Begini, ceritanya. Saya tinggal di suatu desa di Sumatera Barat. Kami, para remaja desa, belajar mengaji di surau desa. Tiap hari, sejak magrib hingga habis subuh, kami belajar ngaji serta tidur di surau. Setelah itu pulang, kemudian berangkat ke sekolah. Bertahun-tahun seperti itu. Khusus hari Minggu, karena sekolah libur, kami gotong-royong membersihkan surau dan masjid. Selain itu, kami juga gotong-royong membersihkan saluran air, yang mengairi areal persawahan. Karena itulah, saya merasa menjadi bagian dari swasembada pangan itu.

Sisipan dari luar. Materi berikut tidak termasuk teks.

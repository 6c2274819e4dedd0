//! Field-level change capture.
//!
//! Turns a session's dirty records into a single [`Save`], restricted to
//! the record types registered as sources.

use std::collections::HashMap;

use tracing::trace;

use crate::change::{Change, Field, Save};
use crate::error::{CaptureError, ConfigError};
use crate::record::{Fields, Record};
use crate::tracker::{DirtyRecord, RecordState};

/// Whether a session's writes produce outbox rows.
#[derive(Debug, Clone, Copy, PartialEq, Eq, Default)]
pub enum WriteMode {
    #[default]
    Capture,
    /// Writes made while applying replicated changes. Never captured.
    Replay,
}

#[derive(Debug, Clone)]
struct SourceMapping {
    tag: String,
}

/// Record types whose changes are captured, by collection.
#[derive(Debug, Clone, Default)]
pub struct SourceRegistry {
    by_collection: HashMap<String, SourceMapping>,
}

impl SourceRegistry {
    pub fn register<M: Record>(&mut self, tag: &str) -> Result<(), ConfigError> {
        if M::KEY_FIELDS.is_empty() {
            return Err(ConfigError::NoKey {
                collection: M::COLLECTION.to_string(),
            });
        }
        if self.by_collection.contains_key(M::COLLECTION) {
            return Err(ConfigError::DuplicateCollection {
                collection: M::COLLECTION.to_string(),
            });
        }
        if self.by_collection.values().any(|m| m.tag == tag) {
            return Err(ConfigError::DuplicateTag {
                tag: tag.to_string(),
            });
        }

        self.by_collection.insert(
            M::COLLECTION.to_string(),
            SourceMapping {
                tag: tag.to_string(),
            },
        );
        Ok(())
    }

    pub fn tag_for(&self, collection: &str) -> Option<&str> {
        self.by_collection.get(collection).map(|m| m.tag.as_str())
    }

    pub fn is_tracked(&self, collection: &str) -> bool {
        self.by_collection.contains_key(collection)
    }

    pub fn len(&self) -> usize {
        self.by_collection.len()
    }

    pub fn is_empty(&self) -> bool {
        self.by_collection.is_empty()
    }
}

pub struct ChangeCapture<'a> {
    sources: &'a SourceRegistry,
    schema_version: &'a str,
}

impl<'a> ChangeCapture<'a> {
    pub fn new(sources: &'a SourceRegistry, schema_version: &'a str) -> Self {
        Self {
            sources,
            schema_version,
        }
    }

    /// Build the save for a batch of dirty records.
    ///
    /// Returns `None` in replay mode, or when no tracked record type changed.
    pub fn capture(
        &self,
        dirty: &[DirtyRecord],
        mode: WriteMode,
    ) -> Result<Option<Save>, CaptureError> {
        if mode == WriteMode::Replay {
            trace!(records = dirty.len(), "replay write, skipping capture");
            return Ok(None);
        }

        let mut changes = Vec::new();
        for record in dirty {
            let Some(tag) = self.sources.tag_for(record.collection()) else {
                continue;
            };

            let change = match record.state {
                RecordState::Added => {
                    let current = values(record, record.current.as_ref())?;
                    Change::insert(
                        tag,
                        to_field_list(current.iter()),
                        key_fields(record, current)?,
                    )
                }
                RecordState::Modified => {
                    let current = values(record, record.current.as_ref())?;
                    let original = values(record, record.original.as_ref())?;
                    let changed = current
                        .iter()
                        .filter(|(name, value)| original.get(name.as_str()) != Some(*value));
                    Change::update(tag, to_field_list(changed), key_fields(record, original)?)
                }
                RecordState::Deleted => {
                    let original = values(record, record.original.as_ref())?;
                    Change::delete(tag, key_fields(record, original)?)
                }
            };
            changes.push(change);
        }

        let save = Save::new(self.schema_version, changes);
        if let Some(save) = &save {
            trace!(changes = save.changes().len(), "captured save");
        }
        Ok(save)
    }
}

fn values<'r>(record: &DirtyRecord, fields: Option<&'r Fields>) -> Result<&'r Fields, CaptureError> {
    fields.ok_or_else(|| CaptureError::MissingValues {
        collection: record.collection().to_string(),
    })
}

fn to_field_list<'f>(fields: impl Iterator<Item = (&'f String, &'f serde_json::Value)>) -> Vec<Field> {
    fields
        .map(|(name, value)| Field::new(name.clone(), value.clone()))
        .collect()
}

fn key_fields(record: &DirtyRecord, fields: &Fields) -> Result<Vec<Field>, CaptureError> {
    record
        .key_fields
        .iter()
        .map(|name| {
            fields
                .get(*name)
                .map(|value| Field::new(*name, value.clone()))
                .ok_or_else(|| CaptureError::MissingKeyField {
                    collection: record.collection().to_string(),
                    field: name.to_string(),
                })
        })
        .collect()
}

Membawa Cangkul Hari Sabtu
Seingat saya, pada masa itu, ada sekitar 50 remaja desa yang mengaji di surau. Ada yang usianya di atas saya, ada pula yang di bawah saya. Surau itu berupa bangunan rumah panggung, dengan lantai dan dinding terbuat dari kayu. Lokasi surau berdekatan letaknya dengan masjid. Secara fungsi, surau hanya untuk belajar mengaji dan untuk tidur. Semua tidur di lantai kayu beralaskan tikar pandan. Tidak ada kasur, juga tidak ada bantal. Untuk shalat, ya di masjid.
Masjid dan surau di desa saya, berdekatan dengan sungai besar, yang arusnya cukup deras. Tiap pagi, sebelum subuh, kami semua mandi di sungai. Jika pada hari biasa, kami berangkat ke surau sebelum magrib, hanya membawa sarung saja. Tapi, pada hari Sabtu, kami wajib membawa cangkul, parang, dan sabit. Kenapa? Karena, besoknya kan Minggu, sekolah libur. Hari Minggu adalah hari gotong-royong anak mengaji, itu diketahui oleh seluruh warga desa.

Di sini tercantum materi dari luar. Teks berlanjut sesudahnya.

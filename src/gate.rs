//! Non-blocking, process-wide mutual exclusion.
//!
//! Delivery and purging each take their own gate. Contenders never wait:
//! `try_acquire` either hands back a guard or `None`, and dropping the guard
//! releases the gate.

use std::sync::atomic::{AtomicBool, Ordering};
use std::sync::Arc;

#[derive(Debug, Clone, Default)]
struct Gate {
    held: Arc<AtomicBool>,
}

impl Gate {
    fn try_acquire(&self) -> Option<GateGuard> {
        self.held
            .compare_exchange(false, true, Ordering::Acquire, Ordering::Relaxed)
            .ok()
            .map(|_| GateGuard {
                held: Arc::clone(&self.held),
            })
    }

    fn is_held(&self) -> bool {
        self.held.load(Ordering::Acquire)
    }
}

/// Holds a gate until dropped. Can be moved to another thread.
#[must_use = "the gate is released as soon as the guard is dropped"]
#[derive(Debug)]
pub struct GateGuard {
    held: Arc<AtomicBool>,
}

impl Drop for GateGuard {
    fn drop(&mut self) {
        self.held.store(false, Ordering::Release);
    }
}

/// Serializes message delivery between immediate sends and the queue processor.
#[derive(Debug, Clone, Default)]
pub struct DispatchGate(Gate);

impl DispatchGate {
    pub fn new() -> Self {
        Self::default()
    }

    pub fn try_acquire(&self) -> Option<GateGuard> {
        self.0.try_acquire()
    }

    pub fn is_held(&self) -> bool {
        self.0.is_held()
    }
}

/// Keeps purge passes from overlapping.
#[derive(Debug, Clone, Default)]
pub struct PurgeGate(Gate);

impl PurgeGate {
    pub fn new() -> Self {
        Self::default()
    }

    pub fn try_acquire(&self) -> Option<GateGuard> {
        self.0.try_acquire()
    }

    pub fn is_held(&self) -> bool {
        self.0.is_held()
    }
}
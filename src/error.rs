use thiserror::Error;

use crate::outbox::SaveId;

/// Misconfiguration detected while building a [`Salus`](crate::Salus) instance.
#[derive(Debug, Clone, PartialEq, Eq, Error)]
pub enum ConfigError {
    #[error("record type in collection {collection} declares no primary key fields")]
    NoKey { collection: String },
    #[error("entity type tag {tag} is registered more than once")]
    DuplicateTag { tag: String },
    #[error("collection {collection} is registered more than once")]
    DuplicateCollection { collection: String },
}

/// A tracked record could not be turned into a change description.
#[derive(Debug, Clone, PartialEq, Eq, Error)]
pub enum CaptureError {
    #[error("{collection} record has no value for key field {field}")]
    MissingKeyField { collection: String, field: String },
    #[error("{collection} key field {field} holds {value}, which is not an integer, uuid or string")]
    UnsupportedKey {
        collection: String,
        field: String,
        value: String,
    },
    #[error("{collection} record is tracked without its field values")]
    MissingValues { collection: String },
}

#[derive(Debug, Clone, PartialEq, Eq, Error)]
pub enum StoreError {
    #[error("store lock poisoned during {0}")]
    LockPoisoned(&'static str),
    #[error("row {0} already exists")]
    Conflict(String),
    #[error("row {0} does not exist")]
    Missing(String),
    #[error("outbox record {0} already exists")]
    OutboxConflict(SaveId),
    #[error("outbox record {0} does not exist")]
    OutboxMissing(SaveId),
    #[error("outbox record {0} is already completed")]
    OutboxCompleted(SaveId),
    #[error("storage failure: {0}")]
    Storage(String),
}

#[derive(Debug, Error)]
pub enum SalusError {
    #[error(transparent)]
    Config(#[from] ConfigError),
    #[error(transparent)]
    Capture(#[from] CaptureError),
    #[error(transparent)]
    Store(#[from] StoreError),
    #[error("serialization failed: {0}")]
    Serde(#[from] serde_json::Error),
    #[error("{collection} record did not serialize to a JSON object")]
    NotAnObject { collection: String },
    #[error("row {0} does not exist")]
    NotFound(String),
    #[error("row {0} already exists")]
    AlreadyExists(String),
    #[error("a transaction is already open on this session")]
    TransactionInProgress,
}

pub type SalusResult<T> = Result<T, SalusError>;

/// Failure reported by a [`MessageSender`](crate::MessageSender).
#[derive(Debug, Error)]
#[error("{message}")]
pub struct SendError {
    message: String,
    #[source]
    source: Option<Box<dyn std::error::Error + Send + Sync>>,
}

impl SendError {
    pub fn new(message: impl Into<String>) -> Self {
        Self {
            message: message.into(),
            source: None,
        }
    }

    pub fn from_error<E>(error: E) -> Self
    where
        E: std::error::Error + Send + Sync + 'static,
    {
        Self {
            message: error.to_string(),
            source: Some(Box::new(error)),
        }
    }

    pub fn message(&self) -> &str {
        &self.message
    }
}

Guru mengaji kami adalah petani, yang sehari-hari bekerja di sawah. Saat saya remaja, ada empat orang guru yang mendampingi kami. Semuanya petani. Para guru itu pula yang mendampingi kami melakukan gotong-royong. Tiap hari Minggu, sehabis subuh, dengan peralatan masing-masing, kami berjalan kaki menuju areal persawahan. Guru kemudian menugaskan kami secara berkelompok, membersihkan aliran air. Pada masa itu, aliran air, yang kerap disebut sebagai tali air, berupa tanah.
Pesta Anak Mengaji
Kami melakukan gotong-royong sampai pukul 10.00 siang. Setelah itu, kami langsung nyebur ke sungai di sebelah surau. Selanjutnya, berganti pakaian. Tahap berikutnya yang selalu kami tunggu bersama adalah makan bersama. Wow, ini benar-benar pesta, pesta anak mengaji. Berbagai makanan dengan lauk-pauk sudah tersaji di surau. Itu adalah makanan kiriman dari ibu-ibu kami sedesa. Kami gotong-royong membersihkan tali air tiap hari Minggu, dengan penuh tulus-ikhlas. Tanpa bayaran, tanpa upah sama sekali.

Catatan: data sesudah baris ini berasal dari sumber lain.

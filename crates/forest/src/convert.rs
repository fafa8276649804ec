//! Flat collection → forest conversion
//!
//! Both strategies take the flat records by value and move each one into at
//! most one node; nothing is cloned. Records that cannot be reached from a
//! root (parent chains that loop back on themselves) are dropped and counted
//! in a `debug!` log line.

use std::collections::HashMap;

use log::{debug, trace};

use crate::keys::RecordKeys;
use crate::node::Node;

/// Nest a flat collection using a reference table
///
/// Every record whose parent identifier resolves to another record in the
/// collection is appended to that record's children, in flat order. Every
/// other record becomes a root, whatever its parent identifier holds.
/// Duplicate identifiers resolve to the last record carrying them.
///
/// Runs in O(n) and assembles the forest without recursion.
pub fn array_to_tree_by_ref<D, K>(records: Vec<D>, keys: &K) -> Vec<Node<D>>
where
    K: RecordKeys<D>,
{
    if records.is_empty() {
        return Vec::new();
    }

    let total = records.len();
    let mut table: HashMap<K::Id, usize> = HashMap::with_capacity(total);
    for (index, record) in records.iter().enumerate() {
        if let Some(id) = keys.id(record) {
            table.insert(id, index);
        }
    }

    let mut roots = Vec::new();
    let mut children_of: Vec<Vec<usize>> = vec![Vec::new(); total];
    for (index, record) in records.iter().enumerate() {
        match keys
            .parent_id(record)
            .and_then(|pid| table.get(&pid).copied())
        {
            Some(parent) => children_of[parent].push(index),
            None => roots.push(index),
        }
    }
    trace!("reference table: {} records, {} roots", total, roots.len());

    let slots: Vec<Option<D>> = records.into_iter().map(Some).collect();
    assemble(slots, &roots, &children_of)
}

/// Build nodes bottom-up from a precomputed parent → children index
fn assemble<D>(mut slots: Vec<Option<D>>, roots: &[usize], children_of: &[Vec<usize>]) -> Vec<Node<D>> {
    let total = slots.len();

    // Pre-order over indices; every index sits in exactly one list, so each is
    // reached at most once.
    let mut order = Vec::with_capacity(total);
    let mut stack: Vec<usize> = roots.iter().rev().copied().collect();
    while let Some(index) = stack.pop() {
        order.push(index);
        stack.extend(children_of[index].iter().rev());
    }

    if order.len() < total {
        debug!(
            "{} of {} records unreachable from any root, dropped",
            total - order.len(),
            total
        );
    }

    // Children follow their parent in pre-order, so walking it backwards
    // builds every child before the node that owns it.
    let mut built: Vec<Option<Node<D>>> = (0..total).map(|_| None).collect();
    for &index in order.iter().rev() {
        let children: Vec<Node<D>> = children_of[index]
            .iter()
            .filter_map(|&child| built[child].take())
            .collect();
        if let Some(data) = slots[index].take() {
            built[index] = Some(Node::with_children(data, children));
        }
    }

    roots.iter().filter_map(|&root| built[root].take()).collect()
}

/// Nest a flat collection by recursive reconstruction
///
/// Selects, in collection order, every record whose parent identifier equals
/// `root`, then repeats the selection for each of them with its own
/// identifier as the new sentinel. Records never selected are dropped.
///
/// Each level rescans the whole collection, so the worst case is O(n²); use
/// [`array_to_tree_by_ref`] for large inputs. Recurses once per level of
/// depth. A record is taken out of the collection when selected, so parent
/// chains that loop back terminate instead of recursing forever.
pub fn array_to_tree_recursive<D, K>(records: Vec<D>, root: &K::Id, keys: &K) -> Vec<Node<D>>
where
    K: RecordKeys<D>,
{
    if records.is_empty() {
        return Vec::new();
    }

    let total = records.len();
    let mut slots: Vec<Option<D>> = records.into_iter().map(Some).collect();
    let forest = build_level(&mut slots, root, keys);

    let unplaced = slots.iter().filter(|slot| slot.is_some()).count();
    if unplaced > 0 {
        debug!(
            "{} of {} records not reachable from root {:?}, dropped",
            unplaced, total, root
        );
    }
    forest
}

fn build_level<D, K>(slots: &mut [Option<D>], parent: &K::Id, keys: &K) -> Vec<Node<D>>
where
    K: RecordKeys<D>,
{
    let mut level = Vec::new();
    for index in 0..slots.len() {
        let selected = slots[index]
            .as_ref()
            .and_then(|record| keys.parent_id(record))
            .is_some_and(|pid| &pid == parent);
        if !selected {
            continue;
        }
        let Some(data) = slots[index].take() else {
            continue;
        };
        let children = match keys.id(&data) {
            Some(id) => build_level(slots, &id, keys),
            None => Vec::new(),
        };
        level.push(Node::with_children(data, children));
    }
    level
}

#[cfg(test)]
mod tests {
    use super::*;
    use crate::keys::keys;
    use pretty_assertions::assert_eq;

    #[derive(Debug, Clone, PartialEq)]
    struct Row {
        id: u32,
        pid: u32,
    }

    fn row(id: u32, pid: u32) -> Row {
        Row { id, pid }
    }

    fn row_keys() -> impl RecordKeys<Row, Id = u32> {
        keys(|r: &Row| r.id, |r: &Row| r.pid)
    }

    fn shape(forest: &[Node<Row>]) -> Vec<(u32, Vec<u32>)> {
        crate::traverse::tree_to_array_dfs(forest)
            .into_iter()
            .map(|n| (n.data.id, n.children.iter().map(|c| c.data.id).collect()))
            .collect()
    }

    #[test]
    fn test_by_ref_basic() {
        let forest = array_to_tree_by_ref(vec![row(1, 0), row(2, 1), row(3, 1)], &row_keys());
        assert_eq!(forest.len(), 1);
        assert_eq!(shape(&forest), vec![(1, vec![2, 3]), (2, vec![]), (3, vec![])]);
    }

    #[test]
    fn test_by_ref_child_before_parent() {
        let forest = array_to_tree_by_ref(vec![row(3, 2), row(2, 1), row(1, 0)], &row_keys());
        assert_eq!(shape(&forest), vec![(1, vec![2]), (2, vec![3]), (3, vec![])]);
    }

    #[test]
    fn test_by_ref_missing_parent_is_root() {
        // pid 99 resolves to nothing, so record 5 is a root regardless of sentinel
        let forest = array_to_tree_by_ref(vec![row(1, 0), row(5, 99), row(2, 1)], &row_keys());
        let roots: Vec<_> = forest.iter().map(|n| n.data.id).collect();
        assert_eq!(roots, vec![1, 5]);
    }

    #[test]
    fn test_by_ref_duplicate_id_last_wins() {
        let records = vec![
            Row { id: 1, pid: 0 },
            Row { id: 1, pid: 0 },
            Row { id: 2, pid: 1 },
        ];
        let forest = array_to_tree_by_ref(records, &row_keys());
        assert_eq!(forest.len(), 2);
        assert!(forest[0].is_leaf());
        assert_eq!(forest[1].child_count(), 1);
    }

    #[test]
    fn test_by_ref_cycle_terminates() {
        let forest = array_to_tree_by_ref(vec![row(1, 0), row(2, 3), row(3, 2)], &row_keys());
        let roots: Vec<_> = forest.iter().map(|n| n.data.id).collect();
        assert_eq!(roots, vec![1]);
    }

    #[test]
    fn test_by_ref_empty() {
        assert!(array_to_tree_by_ref(Vec::<Row>::new(), &row_keys()).is_empty());
    }

    #[test]
    fn test_recursive_basic() {
        let records = vec![row(1, 0), row(2, 1), row(3, 1), row(4, 2), row(5, 0)];
        let forest = array_to_tree_recursive(records, &0, &row_keys());
        assert_eq!(
            shape(&forest),
            vec![
                (1, vec![2, 3]),
                (2, vec![4]),
                (4, vec![]),
                (3, vec![]),
                (5, vec![]),
            ]
        );
    }

    #[test]
    fn test_recursive_custom_sentinel() {
        let records = vec![row(1, 7), row(2, 1), row(3, 0)];
        let forest = array_to_tree_recursive(records, &7, &row_keys());
        assert_eq!(shape(&forest), vec![(1, vec![2]), (2, vec![])]);
    }

    #[test]
    fn test_recursive_drops_orphans() {
        let forest = array_to_tree_recursive(vec![row(1, 0), row(2, 42)], &0, &row_keys());
        assert_eq!(forest.len(), 1);
        assert!(forest[0].is_leaf());
    }

    #[test]
    fn test_recursive_self_parent_terminates() {
        // id 0 under sentinel 0 would select itself forever if not taken out
        let forest = array_to_tree_recursive(vec![row(0, 0), row(1, 0)], &0, &row_keys());
        assert_eq!(shape(&forest), vec![(0, vec![1]), (1, vec![])]);
    }

    #[test]
    fn test_strategies_agree_on_acyclic_input() {
        let records = vec![row(1, 0), row(2, 1), row(3, 0), row(4, 3), row(5, 1), row(6, 4)];
        let by_ref = array_to_tree_by_ref(records.clone(), &row_keys());
        let recursive = array_to_tree_recursive(records, &0, &row_keys());
        assert_eq!(by_ref, recursive);
    }
}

Yang kami nikmati adalah makan bersama ini. Keempat guru kami selalu mendampingi. Sambil makan, guru bercerita tentang fungsi air untuk sawah. Juga, bercerita tentang apa yang akan terjadi jika padi di sawah kekurangan air. Pada masa remaja itu, saya tidak terlalu paham, cerita guru ya lewat begitu saja di kuping. Saya dan teman-teman sedesa merasa lebih asyik menyantap ini dan itu, mengudap yang sana dan yang sini. Suka-ria makan bersama itu menghapus rasa lelah gotong-royong membersihkan tali air.
Oh, ya, ada juga kalanya di minggu-minggu tertentu kami tidak membersihkan tali air. Libur gotong-royong? Oh, tentu tidak. Sebagai selingan, guru mengajak kami berburu tikus di sawah. Bagi saya dan teman-teman, berburu tikus lebih seru. Caranya, kami memompakan asap ke lubang tikus yang kami temui. Dapat dipastikan, para tikus itu akan lari terbirit-birit dari lubang persembunyiannya. Nah, kami berbagi tugas. Ada yang memompakan asap, ada yang siap mengejar serta menangkap tikus dengan jaring yang sudah disiapkan.